Houve a doença de Moretti, o fluxo liberatório diarístico (“Querido Diário” e “Abril”), mas foi ao filme pelo luto do filho, melodrama de onde tinha sido excluída qualquer auto-ironia, que foi permitido fazer figura de intruso ou de página que se virava. Depois dele, e cinco anos depois, Nanni enchia “O Caimão” de géneros e registos (a comédia sentimental, o musical, o “filme dentro do filme”) parecendo procurar novo centro de gravidade. Como que testando novas figurações mas receando pelas perdas, acumulava hipóteses e fontes de energia, de tal forma que a coisa cedia e o “golpe de teatro” final - o próprio Nanni como Silvio Berlusconi - era estocada gongórica.

“Habemus Papam” é a forma (até agora) mais equilibrada de Nanni aprender a existir com os outros. Distribuindo-se pelos outros. É o filme em que um Papa (Michel Piccoli) eleito em conclave não consegue abeirar-se sequer da varanda da Basílica de São Pedro para saudar os que têm fé. Foge, deambulando anonimamente por Roma.

Não é inédito: o padre Nanni dava por encerrado o ritual, em “A Missa Acabou” (1985), partindo para a Terra do Fogo por concluir que ninguém precisava dele.

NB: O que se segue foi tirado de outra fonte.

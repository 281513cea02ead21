//! Error types shared by the store and the engine

use std::path::PathBuf;
use std::time::Duration;

/// Result of an internal cache step
pub type Result<T> = std::result::Result<T, CacheError>;

pub use CacheError as Error;

/// Everything that can go wrong below the public API
///
/// Store-level code propagates these; the public [`crate::ObjectCache`]
/// surface folds every variant into a boolean or a not-found lookup.
#[derive(Debug)]
pub enum CacheError {
    /// Filesystem call failed on `path`
    Io {
        path: PathBuf,
        operation: &'static str,
        source: std::io::Error,
        recovery_hint: RecoveryHint,
    },

    /// Record or value could not be encoded or decoded
    Serialization {
        key: String,
        operation: SerializationOp,
        source: Box<dyn std::error::Error + Send + Sync>,
        recovery_hint: RecoveryHint,
    },

    /// A backing record exists but cannot be trusted
    Corruption {
        key: String,
        reason: String,
        recovery_hint: RecoveryHint,
    },

    /// Key absent, or present but expired
    NotFound {
        key: String,
        recovery_hint: RecoveryHint,
    },

    /// `add` on a key that already exists
    AlreadyExists {
        key: String,
        recovery_hint: RecoveryHint,
    },

    /// The host has suspended cache additions
    WritesSuspended {
        key: String,
        recovery_hint: RecoveryHint,
    },

    /// Storage directory unusable; the engine runs degraded
    StoreUnavailable {
        store_type: StoreType,
        reason: String,
        recovery_hint: RecoveryHint,
    },

    /// Rejected configuration or call arguments
    Configuration {
        message: String,
        recovery_hint: RecoveryHint,
    },
}

/// What a caller holding the error can do about it
#[derive(Debug, Clone)]
pub enum RecoveryHint {
    /// Transient; try again later
    Retry { after: Duration },

    /// Drop the entry (or the store) and write again
    ClearAndRetry,

    CheckPermissions { path: PathBuf },

    /// Likely out of space or inodes
    CheckDiskSpace,

    UpdateConfiguration,

    /// Needs a human
    Manual { instructions: String },

    /// Expected outcome, nothing to do
    Ignore,
}

/// Direction of a failed serialization
#[derive(Debug, Clone, PartialEq, Eq)]
pub enum SerializationOp {
    Encode,
    Decode,
}

/// Which store an unavailability refers to
#[derive(Debug, Clone, PartialEq, Eq)]
pub enum StoreType {
    FileSystem,
    Accelerator,
}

Mas esse padre, de ambições ainda totalitárias, podia ser outra coisa qualquer. E o filme nem era sobre a Igreja Católica. Era a crónica de uma geração que se esqueceu. Já Piccoli, como Cardeal Melville, é um Papa em perda, acometido da angústia paralisante de que o seu sacerdócio para nada serve. As luzes apagaram-se, a realidade já está ao longe, os cardeais encerrados num conto de fadas. Às escuras, como os anões sem Branca de Neve e sem Rainha Má - já nem há inferno, só há deserto.

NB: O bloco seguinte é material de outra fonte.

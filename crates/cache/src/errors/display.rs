//! Human-readable error messages

use super::types::CacheError;
use std::fmt;

impl fmt::Display for CacheError {
    fn fmt(&self, f: &mut fmt::Formatter<'_>) -> fmt::Result {
        match self {
            Self::Io {
                path,
                operation,
                source,
                ..
            } => write!(
                f,
                "{} failed on {}: {}",
                operation,
                path.display(),
                source
            ),
            Self::Serialization {
                key,
                operation,
                source,
                ..
            } => write!(f, "{operation:?} failed for {key}: {source}"),
            Self::Corruption { key, reason, .. } => {
                write!(f, "corrupt cache record for {key}: {reason}")
            }
            Self::NotFound { key, .. } => write!(f, "no cache entry for {key}"),
            Self::AlreadyExists { key, .. } => write!(f, "cache entry for {key} already exists"),
            Self::WritesSuspended { key, .. } => {
                write!(f, "cache additions suspended, not adding {key}")
            }
            Self::StoreUnavailable {
                store_type, reason, ..
            } => write!(f, "{store_type:?} store unavailable: {reason}"),
            Self::Configuration { message, .. } => {
                write!(f, "invalid cache configuration: {message}")
            }
        }
    }
}

impl std::error::Error for CacheError {
    fn source(&self) -> Option<&(dyn std::error::Error + 'static)> {
        match self {
            Self::Io { source, .. } => Some(source),
            Self::Serialization { source, .. } => Some(source.as_ref()),
            _ => None,
        }
    }
}
//! Cache builder and initialization

use crate::clock::{Clock, SystemClock};
use crate::config::CacheConfig;
use crate::host::{NeverSuspended, WriteSuspension};
use crate::keys::KeyNamespacer;
use crate::storage::{AccelerationBackend, EntryStore};
use std::sync::Arc;

use super::stats::StatsCounter;
use super::types::{CacheInner, ObjectCache};

impl ObjectCache {
    /// Create a cache with the system clock and no host collaborators
    pub fn new(config: CacheConfig) -> Self {
        Self::builder(config).build()
    }

    pub fn builder(config: CacheConfig) -> ObjectCacheBuilder {
        ObjectCacheBuilder::new(config)
    }
}

/// Wires host collaborators into an [`ObjectCache`]
pub struct ObjectCacheBuilder {
    config: CacheConfig,
    clock: Arc<dyn Clock>,
    suspension: Arc<dyn WriteSuspension>,
    accelerator: Option<Arc<dyn AccelerationBackend>>,
}

impl ObjectCacheBuilder {
    pub fn new(config: CacheConfig) -> Self {
        Self {
            config,
            clock: Arc::new(SystemClock),
            suspension: Arc::new(NeverSuspended),
            accelerator: None,
        }
    }

    pub fn with_clock(mut self, clock: Arc<dyn Clock>) -> Self {
        self.clock = clock;
        self
    }

    /// Source of the host's "suspend cache additions" flag
    pub fn with_write_suspension(mut self, suspension: Arc<dyn WriteSuspension>) -> Self {
        self.suspension = suspension;
        self
    }

    pub fn with_accelerator(mut self, accelerator: Arc<dyn AccelerationBackend>) -> Self {
        self.accelerator = Some(accelerator);
        self
    }

    /// Build the cache.
    ///
    /// Never fails: if the configuration is invalid or the storage
    /// directory is unusable, the cache starts degraded and every
    /// operation misses or reports failure.
    pub fn build(self) -> ObjectCache {
        let store = match self.config.validate() {
            Ok(()) => match EntryStore::open(
                self.config.base_dir.clone(),
                self.config.key_salt.clone(),
                self.accelerator,
            ) {
                Ok(store) => Some(store),
                Err(e) => {
                    tracing::error!(
                        base_dir = %self.config.base_dir.display(),
                        error = %e,
                        "cache storage unavailable, running degraded"
                    );
                    None
                }
            },
            Err(e) => {
                tracing::error!(error = %e, "invalid cache configuration, running degraded");
                None
            }
        };

        let namespacer = KeyNamespacer::new(
            self.config.installation_slug.clone(),
            self.config.multisite,
            self.config.effective_tenant(),
        );

        tracing::debug!(
            base_dir = %self.config.base_dir.display(),
            slug = %self.config.installation_slug,
            multisite = self.config.multisite,
            tenant = namespacer.current_tenant(),
            degraded = store.is_none(),
            "object cache initialized"
        );

        ObjectCache {
            inner: Arc::new(CacheInner {
                config: self.config,
                store,
                namespacer,
                stats: StatsCounter::default(),
                clock: self.clock,
                suspension: self.suspension,
            }),
        }
    }
}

Um psicanalista (Moretti) é chamado para tratar deste pânico papal. A princípio causando dúvidas no Vaticano a aproximação do inconsciente à fé, as duas visões acabam por ficar reféns do mesmo jogo - o psicanalista fica condenado a organizar um torneio ecuménico de voleibol com os assustados e suspensos cardeais. O Vaticano como cenário para um burlesco emudecido - há diálogos, mas a coreografia entre planos e cenas podia prescindir deles, pelo desejo de silêncio de “Habemus Papam”. A ele, ao Papa de Piccoli, a liberdade com a dúvida gloriosa. Neste filme de um ateu que foi criado por católicos, a psicanálise (Moretti e a tentação ditatorial da sua “persona”) é mais maltratada do que a Igreja. O realizador não se deixa prender pela episódica “realidade”, suspende-a - passa ao lado de denúncia de escândalos de pedofilia ou de polvos financeiros, por exemplo.

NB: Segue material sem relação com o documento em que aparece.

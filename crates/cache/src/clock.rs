//! Time source for expiration arithmetic
//!
//! Expiration is stored as absolute Unix epoch seconds. Owning the clock
//! lets tests advance time instead of sleeping.

use std::sync::atomic::{AtomicI64, Ordering};

/// Source of the current time as Unix epoch seconds.
pub trait Clock: Send + Sync {
    fn now_epoch_secs(&self) -> i64;
}

/// Production clock using system time.
#[derive(Debug, Clone, Copy, Default)]
pub struct SystemClock;

impl Clock for SystemClock {
    fn now_epoch_secs(&self) -> i64 {
        chrono::Utc::now().timestamp()
    }
}

/// Manually driven clock for deterministic tests.
#[derive(Debug, Default)]
pub struct ManualClock {
    now: AtomicI64,
}

impl ManualClock {
    pub fn new(start: i64) -> Self {
        Self {
            now: AtomicI64::new(start),
        }
    }

    /// Starts at the current wall-clock time.
    pub fn starting_now() -> Self {
        Self::new(SystemClock.now_epoch_secs())
    }

    pub fn advance(&self, secs: i64) {
        self.now.fetch_add(secs, Ordering::SeqCst);
    }

    pub fn set(&self, epoch_secs: i64) {
        self.now.store(epoch_secs, Ordering::SeqCst);
    }
}

impl Clock for ManualClock {
    fn now_epoch_secs(&self) -> i64 {
        self.now.load(Ordering::SeqCst)
    }
}

impl<C: Clock + ?Sized> Clock for std::sync::Arc<C> {
    fn now_epoch_secs(&self) -> i64 {
        (**self).now_epoch_secs()
    }
}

Enche-se de uma ternura humanista que em momentos temos a tentação de chamar “rosselliniana” (por causa de “Francesco, Giullare di Dio”). Nesse equilíbrio com os outros, Moretti permite que com Piccoli entre Manoel de Oliveira para o seu filme. Quando Piccoli, respondendo a uma psicanalista, diz que foi em tempos actor, tanto está a falar dos rituais de teatralidade no Vaticano como do filme de Oliveira em que ele, como actor, desistia e ia para casa. “Je Rentre à La Maison” (2001) não está aqui, contudo, como citação cinéfila, coisa estranha em Moretti. Está como mais mundo. Como uma contiguidade de que o cineasta hoje precisa. A dúvida liberta.